We have some non-exempt employees traveling to Poland. How do we calculate international travel in line with FLSA rules?
Travel time: Travel that keeps an employee away from home overnight is designated as “travel away from home” by the Wage and Hour Division regulations (29 CFR 785.39).
Travel away from home is paid work time when it “cuts across the employee’s workday.” This is because the employee is deemed to be simply substituting travel for other duties. The time is not only hours worked on regular workdays during normal work hours, but also during the corresponding hours on nonwork days.
The Wage and Hour Division, however, does not consider time spent traveling away from home outside of regular working hours as a passenger on a plane, train, boat, or bus as paid work time.
If an employee regularly works from 9 a.m. to 5 p.m. from Monday through Friday, the travel time during these hours is work time on Saturday and Sunday as well as on the other days. Regular meal period time is not counted as work time.
For example, if an employee who normally works 9 a.m. to 5 p.m. from Monday through Friday is a passenger on a plane departing for San Francisco at 9 a.m. on a Saturday, his time spent traveling is work time because it cuts across his normal working hours. It does not matter that Saturday is not a normal workday. However, if the plane departed at 6 p.m. instead, his travel time would not be counted as paid work time because he would be traveling outside of normal working hours.

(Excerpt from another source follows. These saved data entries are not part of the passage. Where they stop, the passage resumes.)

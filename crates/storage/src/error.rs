//! Storage Error Types
//!
//! Structured errors using `exn` for automatic location tracking and error
//! tree construction.

use derive_more::{Display, Error};
use std::io::Error as IoError;
use std::path::PathBuf;

/// A storage error with automatic location tracking.
pub type Error = exn::Exn<ErrorKind>;
/// Result type alias for storage operations.
pub type Result<T> = std::result::Result<T, Error>;

/// Actionable error categories.
///
/// These describe what the caller should *do*, not what went wrong internally.
#[derive(Debug, Display, Error)]
pub enum ErrorKind {
    /// File does not exist
    #[display("file not found: {}", _0.display())]
    NotFound(#[error(not(source))] PathBuf),
    /// Access denied
    #[display("permission denied: {}", _0.display())]
    PermissionDenied(#[error(not(source))] PathBuf),
    /// Underlying I/O error
    #[display("I/O error: {_0}")]
    Io(IoError),
    /// Path contains invalid characters or escapes root
    #[display("invalid path: {}", _0.display())]
    InvalidPath(#[error(not(source))] PathBuf),
    /// Backend-specific error
    #[display("backend error: {_0}")]
    BackendError(#[error(not(source))] String),
}
impl From<IoError> for ErrorKind {
    fn from(err: IoError) -> Self {
        Self::Io(err)
    }
}

impl ErrorKind {
    /// Returns `true` if retrying might succeed.
    pub fn is_retryable(&self) -> bool {
        matches!(self, Self::Io(_) | Self::BackendError(_))
    }

    /// Returns `true` if the error means the file simply isn't there.
    pub fn is_not_found(&self) -> bool {
        matches!(self, Self::NotFound(_))
    }
}
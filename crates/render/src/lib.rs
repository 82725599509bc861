//! HTML rendering and static export of a shelfmark catalog.
//!
//! [`Pages`] turns the view-models from `shelfmark-library` into HTML, and
//! [`export`] writes a browsable site: `index.html`, one page per entity
//! and a stylesheet assembled by [`StyleConfig`].

pub mod error;
mod export;
mod pages;
mod style;

pub use crate::export::{Exported, export};
pub use crate::pages::{INDEX_PAGE, Pages, STYLESHEET, escape_html, page_href, page_path};
pub use crate::style::StyleConfig;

Work outside the U.S.: According to the DOL’s Field Operations Handbook, FLSA Section 13(f) states that the minimum wage, overtime, record-keeping and child-labor provisions do not apply to any employee whose services are performed in a work place within a foreign country or within a territory under the jurisdiction of the U.S. other than the following:
• A State of the United States
• The District of Columbia
• Puerto Rico
• The Virgin Islands
• Outer Continental Shelf Lands
• American Samoa
• Wake Island
• Eniwetok Atoll
• Kwajalein Atoll
• Johnston Island
The FLSA does not apply to employees exclusively employed in foreign countries even though they may be American citizens and employees of an American employer.
You can find additional information on this topic in the DOL’s Field Operations Handbook at: http://www.dol.gov/whd/FOH/FOH_ch10.pdf under Geographical Limits.
Also, according to a DOL Opinion Letter (Wage & Hour Opinion Letter #1563 WH-510 dated June 29, 1981), if an employee works any part of a week in the U.S. and is covered by the FLSA, then he or she is also covered by the FLSA for the time spent working overseas during that week.
There is no specific reference to international travel time under the FLSA.